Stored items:
------

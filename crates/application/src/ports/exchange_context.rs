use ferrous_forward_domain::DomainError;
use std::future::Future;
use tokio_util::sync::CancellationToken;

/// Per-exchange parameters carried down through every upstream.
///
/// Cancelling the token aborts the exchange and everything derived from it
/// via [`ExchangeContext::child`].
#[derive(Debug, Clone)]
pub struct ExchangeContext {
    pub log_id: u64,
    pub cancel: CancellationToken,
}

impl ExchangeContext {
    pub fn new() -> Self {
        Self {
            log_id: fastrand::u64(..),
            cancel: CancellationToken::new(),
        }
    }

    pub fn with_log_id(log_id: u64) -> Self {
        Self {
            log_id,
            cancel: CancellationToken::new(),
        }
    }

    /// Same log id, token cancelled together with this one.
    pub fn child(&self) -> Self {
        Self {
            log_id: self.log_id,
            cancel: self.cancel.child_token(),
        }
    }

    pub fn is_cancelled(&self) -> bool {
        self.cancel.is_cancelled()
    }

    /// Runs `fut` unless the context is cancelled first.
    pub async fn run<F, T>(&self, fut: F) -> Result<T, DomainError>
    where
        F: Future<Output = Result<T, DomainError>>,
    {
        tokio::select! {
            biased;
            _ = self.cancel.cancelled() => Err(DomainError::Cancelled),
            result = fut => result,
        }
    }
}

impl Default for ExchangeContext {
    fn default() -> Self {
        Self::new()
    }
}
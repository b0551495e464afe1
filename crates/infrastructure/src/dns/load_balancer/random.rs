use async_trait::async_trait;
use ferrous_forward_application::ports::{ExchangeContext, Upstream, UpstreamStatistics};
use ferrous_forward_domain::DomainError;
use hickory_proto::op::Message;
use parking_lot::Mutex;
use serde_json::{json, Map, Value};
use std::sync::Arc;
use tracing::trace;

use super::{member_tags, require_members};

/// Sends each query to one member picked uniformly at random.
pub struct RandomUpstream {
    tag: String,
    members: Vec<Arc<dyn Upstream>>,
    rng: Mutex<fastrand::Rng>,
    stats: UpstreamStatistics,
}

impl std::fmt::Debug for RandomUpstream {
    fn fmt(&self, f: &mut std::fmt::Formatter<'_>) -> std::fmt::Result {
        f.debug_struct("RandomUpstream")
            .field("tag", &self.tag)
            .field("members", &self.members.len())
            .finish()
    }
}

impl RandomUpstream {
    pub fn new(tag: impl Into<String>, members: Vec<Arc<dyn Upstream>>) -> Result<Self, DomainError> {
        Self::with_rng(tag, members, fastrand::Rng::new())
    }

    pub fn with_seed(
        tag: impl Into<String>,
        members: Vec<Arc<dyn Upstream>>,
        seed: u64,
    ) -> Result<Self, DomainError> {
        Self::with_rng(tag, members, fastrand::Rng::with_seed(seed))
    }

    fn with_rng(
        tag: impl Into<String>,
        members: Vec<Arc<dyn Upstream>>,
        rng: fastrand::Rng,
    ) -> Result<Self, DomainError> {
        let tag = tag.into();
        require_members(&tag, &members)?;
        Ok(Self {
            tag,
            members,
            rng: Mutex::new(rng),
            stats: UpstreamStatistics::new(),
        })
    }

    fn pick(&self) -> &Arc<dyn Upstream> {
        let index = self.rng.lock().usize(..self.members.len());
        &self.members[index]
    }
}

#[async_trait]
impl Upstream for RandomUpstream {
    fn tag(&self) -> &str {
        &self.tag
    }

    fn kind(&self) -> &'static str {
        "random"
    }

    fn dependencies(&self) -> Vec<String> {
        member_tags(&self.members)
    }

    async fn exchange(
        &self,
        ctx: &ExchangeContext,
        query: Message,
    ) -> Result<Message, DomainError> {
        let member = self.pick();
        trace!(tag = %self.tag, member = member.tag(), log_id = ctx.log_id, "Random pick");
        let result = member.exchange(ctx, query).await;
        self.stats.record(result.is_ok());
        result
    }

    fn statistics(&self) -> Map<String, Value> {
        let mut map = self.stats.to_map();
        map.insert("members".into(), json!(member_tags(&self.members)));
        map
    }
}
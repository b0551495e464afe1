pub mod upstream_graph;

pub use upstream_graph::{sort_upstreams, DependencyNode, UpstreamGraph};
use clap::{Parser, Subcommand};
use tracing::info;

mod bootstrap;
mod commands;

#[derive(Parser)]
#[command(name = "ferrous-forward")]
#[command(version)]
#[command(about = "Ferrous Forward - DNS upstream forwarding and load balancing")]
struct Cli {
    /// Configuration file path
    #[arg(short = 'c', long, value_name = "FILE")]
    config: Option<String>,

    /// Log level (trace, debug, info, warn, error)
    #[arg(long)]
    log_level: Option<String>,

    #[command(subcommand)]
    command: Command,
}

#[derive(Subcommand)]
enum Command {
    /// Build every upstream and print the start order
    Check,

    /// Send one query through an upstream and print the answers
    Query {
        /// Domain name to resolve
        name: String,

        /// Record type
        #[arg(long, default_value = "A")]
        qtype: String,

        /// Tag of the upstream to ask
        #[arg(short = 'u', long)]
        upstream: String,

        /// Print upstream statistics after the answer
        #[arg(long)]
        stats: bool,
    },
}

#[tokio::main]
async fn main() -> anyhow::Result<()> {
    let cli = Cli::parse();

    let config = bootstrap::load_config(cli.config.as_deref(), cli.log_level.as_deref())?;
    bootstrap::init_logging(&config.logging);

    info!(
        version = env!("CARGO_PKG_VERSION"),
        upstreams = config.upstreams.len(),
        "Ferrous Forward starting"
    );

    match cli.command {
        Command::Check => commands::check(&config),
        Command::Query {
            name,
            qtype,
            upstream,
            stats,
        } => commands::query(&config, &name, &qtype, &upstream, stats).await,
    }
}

------

ASSIGNMENT:
From the first line down to the last, give the records again exactly.

SOLUTION TO THIS TASK:
filename crates/application/src/ports/exchange_context.rs
use ferrous_forward_domain::DomainError;
use std::future::Future;
use tokio_util::sync::CancellationToken;

/// Per-exchange parameters carried down through every upstream.
///
/// Cancelling the token aborts the exchange and everything derived from it
/// via [`ExchangeContext::child`].
#[derive(Debug, Clone)]
pub struct ExchangeContext {
    pub log_id: u64,
    pub cancel: CancellationToken,
}

impl ExchangeContext {
    pub fn new() -> Self {
        Self {
            log_id: fastrand::u64(..),
            cancel: CancellationToken::new(),
        }
    }

    pub fn with_log_id(log_id: u64) -> Self {
        Self {
            log_id,
            cancel: CancellationToken::new(),
        }
    }

    /// Same log id, token cancelled together with this one.
    pub fn child(&self) -> Self {
        Self {
            log_id: self.log_id,
            cancel: self.cancel.child_token(),
        }
    }

    pub fn is_cancelled(&self) -> bool {
        self.cancel.is_cancelled()
    }

    /// Runs `fut` unless the context is cancelled first.
    pub async fn run<F, T>(&self, fut: F) -> Result<T, DomainError>
    where
        F: Future<Output = Result<T, DomainError>>,
    {
        tokio::select! {
            biased;
            _ = self.cancel.cancelled() => Err(DomainError::Cancelled),
            result = fut => result,
        }
    }
}

impl Default for ExchangeContext {
    fn default() -> Self {
        Self::new()
    }
}
repository b0551495e464afe1
filename crates/infrastructure/src/dns/load_balancer/random.rs
use async_trait::async_trait;
use ferrous_forward_application::ports::{ExchangeContext, Upstream, UpstreamStatistics};
use ferrous_forward_domain::DomainError;
use hickory_proto::op::Message;
use parking_lot::Mutex;
use serde_json::{json, Map, Value};
use std::sync::Arc;
use tracing::trace;

use super::{member_tags, require_members};

/// Sends each query to one member picked uniformly at random.
pub struct RandomUpstream {
    tag: String,
    members: Vec<Arc<dyn Upstream>>,
    rng: Mutex<fastrand::Rng>,
    stats: UpstreamStatistics,
}

impl std::fmt::Debug for RandomUpstream {
    fn fmt(&self, f: &mut std::fmt::Formatter<'_>) -> std::fmt::Result {
        f.debug_struct("RandomUpstream")
            .field("tag", &self.tag)
            .field("members", &self.members.len())
            .finish()
    }
}

impl RandomUpstream {
    pub fn new(tag: impl Into<String>, members: Vec<Arc<dyn Upstream>>) -> Result<Self, DomainError> {
        Self::with_rng(tag, members, fastrand::Rng::new())
    }

    pub fn with_seed(
        tag: impl Into<String>,
        members: Vec<Arc<dyn Upstream>>,
        seed: u64,
    ) -> Result<Self, DomainError> {
        Self::with_rng(tag, members, fastrand::Rng::with_seed(seed))
    }

    fn with_rng(
        tag: impl Into<String>,
        members: Vec<Arc<dyn Upstream>>,
        rng: fastrand::Rng,
    ) -> Result<Self, DomainError> {
        let tag = tag.into();
        require_members(&tag, &members)?;
        Ok(Self {
            tag,
            members,
            rng: Mutex::new(rng),
            stats: UpstreamStatistics::new(),
        })
    }

    fn pick(&self) -> &Arc<dyn Upstream> {
        let index = self.rng.lock().usize(..self.members.len());
        &self.members[index]
    }
}

#[async_trait]
impl Upstream for RandomUpstream {
    fn tag(&self) -> &str {
        &self.tag
    }

    fn kind(&self) -> &'static str {
        "random"
    }

    fn dependencies(&self) -> Vec<String> {
        member_tags(&self.members)
    }

    async fn exchange(
        &self,
        ctx: &ExchangeContext,
        query: Message,
    ) -> Result<Message, DomainError> {
        let member = self.pick();
        trace!(tag = %self.tag, member = member.tag(), log_id = ctx.log_id, "Random pick");
        let result = member.exchange(ctx, query).await;
        self.stats.record(result.is_ok());
        result
    }

    fn statistics(&self) -> Map<String, Value> {
        let mut map = self.stats.to_map();
        map.insert("members".into(), json!(member_tags(&self.members)));
        map
    }
}
repository b0551495e464afe1
pub mod upstream_graph;

pub use upstream_graph::{sort_upstreams, DependencyNode, UpstreamGraph};
use clap::{Parser, Subcommand};
use tracing::info;

mod bootstrap;
mod commands;

#[derive(Parser)]
#[command(name = "ferrous-forward")]
#[command(version)]
#[command(about = "Ferrous Forward - DNS upstream forwarding and load balancing")]
struct Cli {
    /// Configuration file path
    #[arg(short = 'c', long, value_name = "FILE")]
    config: Option<String>,

    /// Log level (trace, debug, info, warn, error)
    #[arg(long)]
    log_level: Option<String>,

    #[command(subcommand)]
    command: Command,
}

#[derive(Subcommand)]
enum Command {
    /// Build every upstream and print the start order
    Check,

    /// Send one query through an upstream and print the answers
    Query {
        /// Domain name to resolve
        name: String,

        /// Record type
        #[arg(long, default_value = "A")]
        qtype: String,

        /// Tag of the upstream to ask
        #[arg(short = 'u', long)]
        upstream: String,

        /// Print upstream statistics after the answer
        #[arg(long)]
        stats: bool,
    },
}

#[tokio::main]
async fn main() -> anyhow::Result<()> {
    let cli = Cli::parse();

    let config = bootstrap::load_config(cli.config.as_deref(), cli.log_level.as_deref())?;
    bootstrap::init_logging(&config.logging);

    info!(
        version = env!("CARGO_PKG_VERSION"),
        upstreams = config.upstreams.len(),
        "Ferrous Forward starting"
    );

    match cli.command {
        Command::Check => commands::check(&config),
        Command::Query {
            name,
            qtype,
            upstream,
            stats,
        } => commands::query(&config, &name, &qtype, &upstream, stats).await,
    }
}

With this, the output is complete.